Figure 4. Yeast deprivation and inhibition of dopamine signaling impairs the wake-promoting effects of P1 activation, and trans-Tango tracing identifies potential downstream targets of P1 neurons.

(A) Schematic diagram of the experimental design for (B) and (C). (B) Sleep profiles in 30 min intervals for experimental (P1 >TrpA1) and parental control (P1-spG4 / + and UAS-TrpA1 / +) males in normal food or yeast deprivation conditions, loaded into tubes containing normal food or 5% sucrose, respectively. N = 29–32. TrpA1 was activated by raising the temperature from 22°C to 29°C. (C) Daytime and nighttime sleep change (sleep at 29°C – baseline sleep at 22°C) for flies shown in (B). (D) Confocal projection of an adult male brain in which trans-Tango was driven by P1 split Gal4 (spG4). Presynaptic P1 neurons express myrGFP (green) and postsynaptic targets express mtdTomato (red). Right image shows a magnification of the PB region, with postsynaptic neurons that innervate the PB. Arrows indicate descending projections used to identify DA-PB neurons. Scale bar represents 50 μm. (E) Sleep profiles in 30 min intervals for experimental (P1 >TrpA1) and parental control (P1-spG4 / + and UAS-TrpA1 / +) male flies. Flies were raised on normal food and individually loaded into tubes containing 5% sucrose supplemented with vehicle (propionic acid) or 3IY (inhibitor of dopamine synthesis).
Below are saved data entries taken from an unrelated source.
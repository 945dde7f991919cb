//! Dispatch recorder: capture, replay and persist the traffic of an action bus
//!
//! A [`Recorder`] subscribes to a publish/subscribe dispatch bus, buffers every
//! `(action, data)` pair it sees in order, and can later put the same sequence
//! back on the bus, either all at once or spaced out in time. The buffer can be
//! written out as JSON and loaded back, so a session recorded in one process
//! can be replayed in another.
//!
//! # Core Concepts
//!
//! - **Bus**: anything implementing [`DispatchBus`]; [`Dispatcher`] is an in-memory one
//! - **Event Log**: the ordered buffer of captured pairs
//! - **Replay**: immediate, or delayed through a cancellable [`ReplayHandle`]
//! - **Serialization**: a JSON array of `{"action", "data"}` records, actions
//!   written as their registry keys
//!
//! # Example
//!
//! ```rust
//! use dispatch_recorder::{DispatchBus, Dispatcher, Recorder, Replay};
//! use serde_json::json;
//! use std::sync::Arc;
//!
//! let bus = Arc::new(Dispatcher::new());
//! let inc = bus.symbol_for("inc").unwrap();
//!
//! let mut recorder = Recorder::new(Arc::clone(&bus));
//! recorder.record();
//! bus.dispatch(inc.clone(), json!(1)).unwrap();
//! bus.dispatch(inc, json!(2)).unwrap();
//! recorder.stop();
//!
//! let saved = recorder.serialize_events().unwrap();
//!
//! let mut other = Recorder::new(Arc::clone(&bus));
//! other.load_events(&saved).unwrap();
//! let replay = other.replay(None, None).unwrap();
//!
//! assert!(matches!(replay, Replay::Completed { dispatched: 2 }));
//! ```

pub mod bus;
pub mod core;
pub mod recorder;
pub mod replay;
pub mod serialize;

// Re-export commonly used types
pub use bus::{ActionRegistry, BusError, DispatchBus, Dispatcher, Symbol, SymbolRegistry};
pub use crate::core::{Event, EventLog};
pub use recorder::{Recorder, RecorderConfig, ReplayGuard};
pub use replay::{Replay, ReplayDone, ReplayError, ReplayHandle, ReplayOutcome};
pub use serialize::{RecordingCheckpoint, SerializeError};
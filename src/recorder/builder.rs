//! Builder for constructing recorders.

use super::config::{RecorderConfig, ReplayGuard};
use super::error::BuildError;
use super::Recorder;
use crate::bus::DispatchBus;
use std::sync::Arc;

/// Builder for constructing recorders with a fluent API.
pub struct RecorderBuilder<B: DispatchBus> {
    bus: Option<Arc<B>>,
    config: RecorderConfig,
    record: bool,
}

impl<B: DispatchBus> RecorderBuilder<B> {
    /// Create a new builder.
    pub fn new() -> Self {
        Self {
            bus: None,
            config: RecorderConfig::default(),
            record: false,
        }
    }

    /// Set the bus to record from and replay onto (required).
    pub fn bus(mut self, bus: Arc<B>) -> Self {
        self.bus = Some(bus);
        self
    }

    /// Replace the whole configuration.
    pub fn config(mut self, config: RecorderConfig) -> Self {
        self.config = config;
        self
    }

    pub fn replay_guard(mut self, guard: ReplayGuard) -> Self {
        self.config.replay_guard = guard;
        self
    }

    pub fn notify_immediate_done(mut self, notify: bool) -> Self {
        self.config.notify_immediate_done = notify;
        self
    }

    pub fn pretty(mut self, pretty: bool) -> Self {
        self.config.pretty = pretty;
        self
    }

    /// Start recording as soon as the recorder is built.
    pub fn recording(mut self) -> Self {
        self.record = true;
        self
    }

    /// Build the recorder.
    /// Returns an error if no bus was given.
    pub fn build(self) -> Result<Recorder<B>, BuildError> {
        let bus = self.bus.ok_or(BuildError::MissingBus)?;

        let mut recorder = Recorder::with_config(bus, self.config);
        if self.record {
            recorder.record();
        }

        Ok(recorder)
    }
}

impl<B: DispatchBus> Default for RecorderBuilder<B> {
    fn default() -> Self {
        Self::new()
    }
}
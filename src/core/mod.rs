//! Core recorder data types.
//!
//! This module contains the values the recorder manipulates:
//! - `Event`: a captured `(action, data)` pair
//! - `EventLog`: the ordered, shared buffer of events
//! - `Subscription`: the present/absent recording handle
//!
//! Nothing here talks to a bus; the types are usable on their own.

mod event;
mod log;
mod subscription;

pub use event::Event;
pub use log::EventLog;
pub use subscription::{Subscription, SubscriptionId};
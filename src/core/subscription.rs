//! Subscription handles.

use serde::{Deserialize, Serialize};
use std::fmt;
use uuid::Uuid;

/// Token a bus hands out on subscribe and accepts back on unsubscribe.
#[derive(Clone, Copy, Debug, PartialEq, Eq, Hash, Serialize, Deserialize)]
pub struct SubscriptionId(Uuid);

impl SubscriptionId {
    /// Generate a fresh, unique identifier.
    pub fn new() -> Self {
        Self(Uuid::new_v4())
    }

    /// The underlying UUID.
    pub fn as_uuid(&self) -> &Uuid {
        &self.0
    }
}

impl Default for SubscriptionId {
    fn default() -> Self {
        Self::new()
    }
}

impl fmt::Display for SubscriptionId {
    fn fmt(&self, f: &mut fmt::Formatter<'_>) -> fmt::Result {
        self.0.fmt(f)
    }
}

/// Recording state of a recorder: either holding a subscription or not.
///
/// A recorder owns exactly one `Subscription`, so it can never hold two
/// active handles at once.
///
/// # Example
///
/// ```rust
/// use dispatch_recorder::core::{Subscription, SubscriptionId};
///
/// let mut subscription = Subscription::Absent;
/// assert!(!subscription.is_present());
///
/// let id = SubscriptionId::new();
/// subscription = Subscription::Present(id);
/// assert_eq!(subscription.take(), Some(id));
/// assert_eq!(subscription, Subscription::Absent);
/// ```
#[derive(Clone, Copy, Debug, Default, PartialEq, Eq)]
pub enum Subscription {
    /// Not recording
    #[default]
    Absent,
    /// Recording through the given bus subscription
    Present(SubscriptionId),
}

impl Subscription {
    pub fn is_present(&self) -> bool {
        matches!(self, Self::Present(_))
    }

    /// The active id, if any.
    pub fn id(&self) -> Option<SubscriptionId> {
        match self {
            Self::Present(id) => Some(*id),
            Self::Absent => None,
        }
    }

    /// Reset to `Absent`, returning the id that was active.
    pub fn take(&mut self) -> Option<SubscriptionId> {
        std::mem::take(self).id()
    }
}
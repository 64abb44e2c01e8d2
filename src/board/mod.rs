//! The live-game registry behind the scoreboard display.
//!
//! [`ScoreBoard`] maps each (home, away) pairing to its current [`Game`]
//! snapshot. All four operations (start, update, finish, summary) are safe
//! to call from concurrent threads without caller-side locking: each takes
//! the shared lock exactly once, so a mutation for a given pairing is
//! indivisible and a summary reflects one consistent view of the map.

pub mod ordering;

pub use ordering::{by_score_then_recency, SummaryOrdering};

use std::collections::HashMap;
use std::sync::{Arc, RwLock};

use tracing::debug;

use crate::error::{BoardError, Result};
use crate::model::{Game, GameId, Score, Team};

/// Thread-safe, in-memory registry of live games.
///
/// Cloning is cheap and every clone addresses the same board, so a handle
/// can be passed to each thread that reports scores.
#[derive(Clone)]
pub struct ScoreBoard {
    games: Arc<RwLock<HashMap<GameId, Game>>>,
    ordering: SummaryOrdering,
}

impl ScoreBoard {
    /// Empty board with the default summary ordering.
    pub fn new() -> Self {
        Self::with_games([])
    }

    /// Board pre-populated with `games`, default ordering. A later seed with
    /// the same pairing replaces an earlier one.
    pub fn with_games(games: impl IntoIterator<Item = Game>) -> Self {
        Self::with_ordering(by_score_then_recency(), games)
    }

    /// Board with a custom summary ordering and initial games.
    pub fn with_ordering(
        ordering: SummaryOrdering,
        games: impl IntoIterator<Item = Game>,
    ) -> Self {
        let games: HashMap<GameId, Game> =
            games.into_iter().map(|game| (game.id(), game)).collect();
        ScoreBoard {
            games: Arc::new(RwLock::new(games)),
            ordering,
        }
    }

    /// Start a game between `home` and `away` at 0-0, stamped with the
    /// current time, and return it.
    ///
    /// Starting a pairing that is already on the board resets it (score back
    /// to 0-0, start time to now) rather than adding a duplicate.
    pub fn start_game(&self, home: &str, away: &str) -> Result<Game> {
        let game = Game::new(Team::new(home)?, Team::new(away)?);
        let mut games = self.games.write().unwrap();
        games.insert(game.id(), game.clone());
        debug!("Game started: {}", game);
        Ok(game)
    }

    /// Replace the score of a running game and return the updated snapshot.
    /// The game keeps its original start time.
    ///
    /// Fails with [`BoardError::GameNotFound`] if the pairing is not on the
    /// board; the board is left unchanged.
    pub fn update_score(&self, home: &str, away: &str, score: Score) -> Result<Game> {
        let id = GameId::new(home, away);
        let mut games = self.games.write().unwrap();
        let existing = games
            .get(&id)
            .ok_or_else(|| BoardError::GameNotFound(id.clone()))?;
        let updated = existing.with_score(score);
        games.insert(id, updated.clone());
        debug!("Score updated: {}", updated);
        Ok(updated)
    }

    /// Remove a game from the board, returning it if it was running.
    ///
    /// Finishing a pairing that is not on the board is a no-op and returns
    /// `None`, never an error.
    pub fn finish_game(&self, home: &str, away: &str) -> Option<Game> {
        let removed = self
            .games
            .write()
            .unwrap()
            .remove(&GameId::new(home, away));
        if let Some(game) = &removed {
            debug!("Game finished: {}", game);
        }
        removed
    }

    /// Current snapshot of a single pairing, if it is on the board.
    pub fn game(&self, home: &str, away: &str) -> Option<Game> {
        self.games
            .read()
            .unwrap()
            .get(&GameId::new(home, away))
            .cloned()
    }

    /// Point-in-time snapshot of all live games in summary order.
    ///
    /// The returned list is an independent copy: later board mutations never
    /// show through it. The sort is stable, so games tied on every ordering
    /// criterion keep a stable relative order within one call.
    pub fn summary(&self) -> Vec<Game> {
        let mut snapshot: Vec<Game> = {
            let games = self.games.read().unwrap();
            games.values().cloned().collect()
        };
        snapshot.sort_by(|a, b| (self.ordering)(a, b));
        snapshot
    }

    /// Number of live games on the board.
    pub fn len(&self) -> usize {
        self.games.read().unwrap().len()
    }

    pub fn is_empty(&self) -> bool {
        self.len() == 0
    }
}

impl Default for ScoreBoard {
    fn default() -> Self {
        Self::new()
    }
}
N = 40–48. TrpA1 was activated by raising the temperature from 22°C to 28°C. (G) Daytime and nighttime sleep change (sleep at 28°C – baseline sleep at 22°C) for flies shown in (F). ***p<0.001, ****p<0.0001, ns: not significant, two-way ANOVA, followed by Tukey post-hoc test (C) and (G); p<0.0001 for the interaction between genotype and nutritional condition (C); p<0.0001 for the interaction between genotype and drug condition (G).